Luigi V. Fugazzi (April 30, 1839 – August 6, 1930; anglicized as Fugazy), nicknamed Papa Fugazy, was an Italian American banker, businessman, and philanthropist who became one of the most prominent padroni in the United States. He emigrated to the United States in 1869 and established a bank and a service company for Italians in New York City's South Village. He also established and supported many Italian mutual aid societies and fraternal organizations in the city.

== Early life ==
Luigi V. Fugazzi was born to a wealthy family in Santo Stefano d'Aveto, Liguria, on April 30, 1839. His father was a teacher in Piedmont. Luigi served as an officer in the Royal Piedmontese Army, being briefly assigned to a unit commanded by Giuseppe Garibaldi, and was considered a hero of the Italian unification. In 1869, he emigrated to the United States. He married Maria Fugazzi and had six children, including the boxing promoter Humbert Fugazy.

== New York businessman ==
When Fugazy arrived in the United States, he had already learned to speak English and possessed a substantial inheritance from his father. He changed his surname from Fugazzi to Fugazy in order to assimilate into American culture. He established several businesses in New York City, first opening a bank, and acting as a notary public. Poor Italians deposited their money with him to safeguard it from thieves and con artists. He also ran a company that provided services to Italians, such as translation and letter-writing, and became a travel agent with a steamship company. His businesses provided services to thousands of Italian immigrants living in New York. Fugazy also provided legal advice to Italians to assist them with the American legal system. He conducted his businesses out of his home at 157 Bleecker Street in the South Village of Manhattan, which he purchased on September 21, 1904.

As a result of his prominence in Italian communities in New York City, Fugazy became seen as a benevolent padrone, and The New York Times reported his nickname of "Papa Fugazy". Edith M. Thomas described him as "one of the best-known Italian bankers" in New York City, and Gay Talese described him as "perhaps the most eminent padrone in the United States".

== Civic and philanthropic activities ==

Commendatore ribbon bar of the Order of the Crown of Italy

Fugazy became involved in New York City politics and was closely connected with Tammany Hall, acting as a liaison between the political machine and Italian communities.

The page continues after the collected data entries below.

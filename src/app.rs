use axum::{routing::get, Router};
use tower_http::{cors::CorsLayer, services::ServeDir, trace::TraceLayer};

use crate::state::{AppState, AVATAR_URL_PREFIX};
use crate::{auth, contacts};

pub fn build_app(state: AppState) -> Router {
    let avatars = ServeDir::new(&state.config.avatars.public_dir);

    Router::new()
        .nest(
            "/api",
            Router::new()
                .merge(auth::router())
                .merge(contacts::router())
                .route("/health", get(|| async { "ok" })),
        )
        .nest_service(&format!("/{}", AVATAR_URL_PREFIX), avatars)
        .with_state(state)
        .layer(CorsLayer::permissive())
        .layer(
            TraceLayer::new_for_http()
                .make_span_with(|req: &axum::http::Request<_>| {
                    let method = req.method().clone();
                    let uri = req.uri().clone();
                    tracing::info_span!("http_request", %method, uri = %uri, status = tracing::field::Empty)
                })
                .on_response(
                    |res: &axum::http::Response<_>,
                     latency: std::time::Duration,
                     span: &tracing::Span| {
                        let status = res.status();
                        span.record("status", tracing::field::display(status));
                        if status.is_server_error() {
                            tracing::error!(%status, ?latency, "response");
                        } else {
                            tracing::info!(%status, ?latency, "response");
                        }
                    },
                ),
        )
}

pub async fn serve(app: Router, addr: &str) -> anyhow::Result<()> {
    let listener = tokio::net::TcpListener::bind(addr).await?;
    tracing::info!("listening on {}", listener.local_addr()?);
    axum::serve(listener, app)
        .with_graceful_shutdown(shutdown_signal())
        .await?;
    Ok(())
}

async fn shutdown_signal() {
    let ctrl_c = async {
        if let Err(e) = tokio::signal::ctrl_c().await {
            tracing::error!(error = %e, "ctrl-c handler failed");
        }
    };

    #[cfg(unix)]
    let terminate = async {
        match tokio::signal::unix::signal(tokio::signal::unix::SignalKind::terminate()) {
            Ok(mut sig) => {
                sig.recv().await;
            }
            Err(e) => {
                tracing::error!(error = %e, "SIGTERM handler failed");
                std::future::pending::<()>().await;
            }
        }
    };

    #[cfg(not(unix))]
    let terminate = std::future::pending::<()>();

    tokio::select! {
        _ = ctrl_c => {},
        _ = terminate => {},
    }
    tracing::info!("shutdown signal received");
}
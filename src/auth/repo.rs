use async_trait::async_trait;
use sqlx::PgPool;
use uuid::Uuid;

use crate::{
    auth::repo_types::{NewUser, Subscription, User, UserRow},
    error::AppError,
};

/// Persistence for user records.
#[async_trait]
pub trait UserRepo: Send + Sync {
    async fn find_by_id(&self, id: Uuid) -> Result<Option<User>, AppError>;
    async fn find_by_email(&self, email: &str) -> Result<Option<User>, AppError>;

    /// Fails with `Conflict` when the email is already stored.
    async fn create(&self, new: NewUser) -> Result<User, AppError>;

    async fn set_session_token(&self, id: Uuid, token: Option<&str>) -> Result<(), AppError>;

    /// Marks the owner of `token` verified and clears the token in one step.
    async fn verify_by_token(&self, token: &str) -> Result<Option<User>, AppError>;

    async fn update_subscription(
        &self,
        id: Uuid,
        subscription: Subscription,
    ) -> Result<Option<User>, AppError>;

    async fn update_avatar(&self, id: Uuid, avatar_url: &str) -> Result<(), AppError>;

    async fn delete_by_email(&self, email: &str) -> Result<Option<User>, AppError>;
}

const USER_COLUMNS: &str = "id, email, password_hash, subscription, avatar_url, \
     verification_token, verified, session_token, created_at";

#[derive(Clone)]
pub struct PgUserRepo {
    db: PgPool,
}

impl PgUserRepo {
    pub fn new(db: PgPool) -> Self {
        Self { db }
    }
}

#[async_trait]
impl UserRepo for PgUserRepo {
    async fn find_by_id(&self, id: Uuid) -> Result<Option<User>, AppError> {
        let row = sqlx::query_as::<_, UserRow>(&format!(
            "SELECT {USER_COLUMNS} FROM users WHERE id = $1"
        ))
        .bind(id)
        .fetch_optional(&self.db)
        .await?;
        Ok(row.map(User::from))
    }

    async fn find_by_email(&self, email: &str) -> Result<Option<User>, AppError> {
        let row = sqlx::query_as::<_, UserRow>(&format!(
            "SELECT {USER_COLUMNS} FROM users WHERE email = $1"
        ))
        .bind(email)
        .fetch_optional(&self.db)
        .await?;
        Ok(row.map(User::from))
    }

    async fn create(&self, new: NewUser) -> Result<User, AppError> {
        let res = sqlx::query_as::<_, UserRow>(&format!(
            r#"
            INSERT INTO users (email, password_hash, subscription, avatar_url, verification_token)
            VALUES ($1, $2, $3, $4, $5)
            RETURNING {USER_COLUMNS}
            "#
        ))
        .bind(&new.email)
        .bind(&new.password_hash)
        .bind(new.subscription.as_str())
        .bind(&new.avatar_url)
        .bind(&new.verification_token)
        .fetch_one(&self.db)
        .await;

        match res {
            Ok(row) => Ok(row.into()),
            Err(sqlx::Error::Database(db_err)) if db_err.is_unique_violation() => {
                Err(AppError::Conflict("Email in use".into()))
            }
            Err(e) => Err(e.into()),
        }
    }

    async fn set_session_token(&self, id: Uuid, token: Option<&str>) -> Result<(), AppError> {
        sqlx::query("UPDATE users SET session_token = $2 WHERE id = $1")
            .bind(id)
            .bind(token)
            .execute(&self.db)
            .await?;
        Ok(())
    }

    async fn verify_by_token(&self, token: &str) -> Result<Option<User>, AppError> {
        let row = sqlx::query_as::<_, UserRow>(&format!(
            r#"
            UPDATE users
               SET verified = TRUE, verification_token = NULL
             WHERE verification_token = $1
            RETURNING {USER_COLUMNS}
            "#
        ))
        .bind(token)
        .fetch_optional(&self.db)
        .await?;
        Ok(row.map(User::from))
    }

    async fn update_subscription(
        &self,
        id: Uuid,
        subscription: Subscription,
    ) -> Result<Option<User>, AppError> {
        let row = sqlx::query_as::<_, UserRow>(&format!(
            "UPDATE users SET subscription = $2 WHERE id = $1 RETURNING {USER_COLUMNS}"
        ))
        .bind(id)
        .bind(subscription.as_str())
        .fetch_optional(&self.db)
        .await?;
        Ok(row.map(User::from))
    }

    async fn update_avatar(&self, id: Uuid, avatar_url: &str) -> Result<(), AppError> {
        sqlx::query("UPDATE users SET avatar_url = $2 WHERE id = $1")
            .bind(id)
            .bind(avatar_url)
            .execute(&self.db)
            .await?;
        Ok(())
    }

    async fn delete_by_email(&self, email: &str) -> Result<Option<User>, AppError> {
        let row = sqlx::query_as::<_, UserRow>(&format!(
            "DELETE FROM users WHERE email = $1 RETURNING {USER_COLUMNS}"
        ))
        .bind(email)
        .fetch_optional(&self.db)
        .await?;
        Ok(row.map(User::from))
    }
}
use crate::state::AppState;
use axum::Router;

mod claims;
mod dto;
pub(crate) mod extractors;
pub mod handlers;
pub mod jwt;
pub mod password;
pub mod repo;
pub mod repo_types;
pub mod services;
pub mod verification;

pub fn router() -> Router<AppState> {
    Router::new()
        .merge(handlers::auth_routes())
        .merge(handlers::me_routes())
}
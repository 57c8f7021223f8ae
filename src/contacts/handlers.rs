use axum::{
    extract::{Path, State},
    routing::{get, patch},
    Router,
};
use tracing::{info, instrument};

use super::dto::{
    ContactBody, ContactList, CreateContactRequest, FavoriteRequest, ListQuery,
    UpdateContactRequest,
};
use super::repo_types::ContactChanges;
use crate::{
    auth::extractors::AuthUser,
    error::AppError,
    response::{ApiResponse, Message},
    state::AppState,
    validation::{parse_id, ValidJson, ValidQuery},
};

pub fn contact_routes() -> Router<AppState> {
    Router::new()
        .route("/contacts", get(list_contacts).post(create_contact))
        .route(
            "/contacts/:contact_id",
            get(get_contact).put(update_contact).delete(delete_contact),
        )
        .route("/contacts/:contact_id/favorite", patch(update_favorite))
}

#[instrument(skip(state, user), fields(user_id = %user.id))]
pub async fn list_contacts(
    State(state): State<AppState>,
    user: AuthUser,
    ValidQuery(q): ValidQuery<ListQuery>,
) -> Result<ApiResponse<ContactList>, AppError> {
    let contacts = state.contacts.list(user.id, q.filter()?).await?;
    Ok(ApiResponse::ok(ContactList { contacts }))
}

#[instrument(skip(state, user), fields(user_id = %user.id))]
pub async fn get_contact(
    State(state): State<AppState>,
    user: AuthUser,
    Path(contact_id): Path<String>,
) -> Result<ApiResponse<ContactBody>, AppError> {
    let contact = state
        .contacts
        .get(user.id, parse_id(&contact_id)?)
        .await?
        .ok_or_else(AppError::not_found)?;
    Ok(ApiResponse::ok(ContactBody { contact }))
}

#[instrument(skip(state, user, payload), fields(user_id = %user.id))]
pub async fn create_contact(
    State(state): State<AppState>,
    user: AuthUser,
    ValidJson(payload): ValidJson<CreateContactRequest>,
) -> Result<ApiResponse<ContactBody>, AppError> {
    let contact = state.contacts.create(user.id, payload.into()).await?;
    info!(contact_id = %contact.id, "contact created");
    Ok(ApiResponse::created(ContactBody { contact }))
}

#[instrument(skip(state, user, payload), fields(user_id = %user.id))]
pub async fn update_contact(
    State(state): State<AppState>,
    user: AuthUser,
    Path(contact_id): Path<String>,
    ValidJson(payload): ValidJson<UpdateContactRequest>,
) -> Result<ApiResponse<ContactBody>, AppError> {
    let contact = state
        .contacts
        .update(user.id, parse_id(&contact_id)?, payload.into())
        .await?
        .ok_or_else(AppError::not_found)?;
    Ok(ApiResponse::ok(ContactBody { contact }))
}

#[instrument(skip(state, user, payload), fields(user_id = %user.id))]
pub async fn update_favorite(
    State(state): State<AppState>,
    user: AuthUser,
    Path(contact_id): Path<String>,
    ValidJson(payload): ValidJson<FavoriteRequest>,
) -> Result<ApiResponse<ContactBody>, AppError> {
    let changes = ContactChanges {
        favorite: payload.favorite,
        ..Default::default()
    };
    let contact = state
        .contacts
        .update(user.id, parse_id(&contact_id)?, changes)
        .await?
        .ok_or_else(AppError::not_found)?;
    Ok(ApiResponse::ok(ContactBody { contact }))
}

#[instrument(skip(state, user), fields(user_id = %user.id))]
pub async fn delete_contact(
    State(state): State<AppState>,
    user: AuthUser,
    Path(contact_id): Path<String>,
) -> Result<ApiResponse<Message>, AppError> {
    state
        .contacts
        .delete(user.id, parse_id(&contact_id)?)
        .await?
        .ok_or_else(AppError::not_found)?;
    info!(%contact_id, "contact deleted");
    Ok(ApiResponse::message("contact deleted"))
}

Fugazy was a significant promoter of over 100 Italian fraternal organizations and mutual aid societies in New York, and founded several of his own, including the Societa Santo, the Societa G. P. Riva, and Lodge Mazzini. He also encouraged existing ones to join together in a citywide federation, rather than operating only in their specific neighborhoods. Fugazy also founded the Italian Hospital in Manhattan, and was one of the first trustees and a significant benefactor of Our Lady of Pompeii Church.

In 1890, the King of Italy, Umberto I, granted Fugazy the title of chevalier of the Order of the Crown of Italy. In 1910, King Victor Emmanuel III promoted him to the rank of commendatore.

== Death ==
Fugazy died at his home on Bleecker Street on August 6, 1930. A solemn requiem Mass was held on August 9 at St. Anthony of Padua Church. Thousands of people lined the sidewalks as his body was conveyed from his home to the church, and there were over 1,000 people in attendance inside the church. Among the dignitaries present were Congressman Fiorello La Guardia, judges and members of the city government, and the minister provincial of the Franciscan Province of the Immaculate Conception. Fugazy was buried in Calvary Cemetery in Queens.

At the time of his death, Fugazy's bank was valued at $275,000, equivalent to $ in , and had more than 600 depositors. His family was required by law to sell the bank's charter upon his death. They retained ownership of the travel agency, which became the Fugazy Travel Bureau.